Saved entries
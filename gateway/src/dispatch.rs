//! Request dispatcher: one entry point, content-driven routing.
//!
//! Precedence (first match wins): admin/health routes are registered
//! directly on the router; then `X-Amz-Target` namespaces (ECS,
//! service discovery); then form bodies carrying a recognised ELBv2
//! `Action`; everything else is reverse-proxied upstream. The body is
//! buffered only once header routing is ambiguous, and handed intact to
//! whichever handler wins.

use axum::body::to_bytes;
use axum::extract::{Request, State};
use axum::http::StatusCode;
use axum::response::{IntoResponse, Response};

use crate::query::QueryParams;
use crate::state::AppState;
use crate::{ecs_wire, elbv2_wire, sd_wire};

/// Bodies above this are only ever proxied.
const MAX_API_BODY: usize = 8 * 1024 * 1024;

pub async fn dispatch(State(state): State<AppState>, request: Request) -> Response {
    let (parts, body) = request.into_parts();
    let target = parts
        .headers
        .get("x-amz-target")
        .and_then(|v| v.to_str().ok())
        .map(String::from);

    let body = match to_bytes(body, MAX_API_BODY).await {
        Ok(bytes) => bytes,
        Err(_) => {
            return (StatusCode::PAYLOAD_TOO_LARGE, "request body too large").into_response();
        }
    };

    if let Some(target) = target.as_deref() {
        if let Some(action) = target.strip_prefix(ecs_wire::ECS_TARGET_PREFIX) {
            return ecs_wire::handle(&state.ecs, action, body).await;
        }
        if let Some(action) = target.strip_prefix(sd_wire::SD_TARGET_PREFIX) {
            return state.sd.handle(action, body).await;
        }
        // Unknown namespace: the upstream may speak it.
        return state
            .proxy
            .forward(parts.method, &parts.uri, &parts.headers, body)
            .await;
    }

    if is_form(&parts.headers) {
        let params = QueryParams::parse(&body);
        if let Some(action) = params.get("Action")
            && elbv2_wire::is_elbv2_action(action)
        {
            return elbv2_wire::handle(&state.elbv2, params).await;
        }
    }

    state
        .proxy
        .forward(parts.method, &parts.uri, &parts.headers, body)
        .await
}

fn is_form(headers: &axum::http::HeaderMap) -> bool {
    headers
        .get("content-type")
        .and_then(|v| v.to_str().ok())
        .is_some_and(|ct| ct.starts_with("application/x-www-form-urlencoded"))
}

/// Recovered panic -> 500 JSON envelope, process stays up.
pub fn panic_response(err: Box<dyn std::any::Any + Send + 'static>) -> Response {
    let detail = err
        .downcast_ref::<String>()
        .map(String::as_str)
        .or_else(|| err.downcast_ref::<&str>().copied())
        .unwrap_or("panic");
    tracing::error!(detail, "handler panicked");
    (
        StatusCode::INTERNAL_SERVER_ERROR,
        axum::Json(serde_json::json!({
            "__type": "InternalFailure",
            "message": "internal error",
        })),
    )
        .into_response()
}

● Task description: Would you please return all lines of the data that include the word "AppState"?

● Exercise result:
use crate::state::AppState;
pub async fn dispatch(State(state): State<AppState>, request: Request) -> Response {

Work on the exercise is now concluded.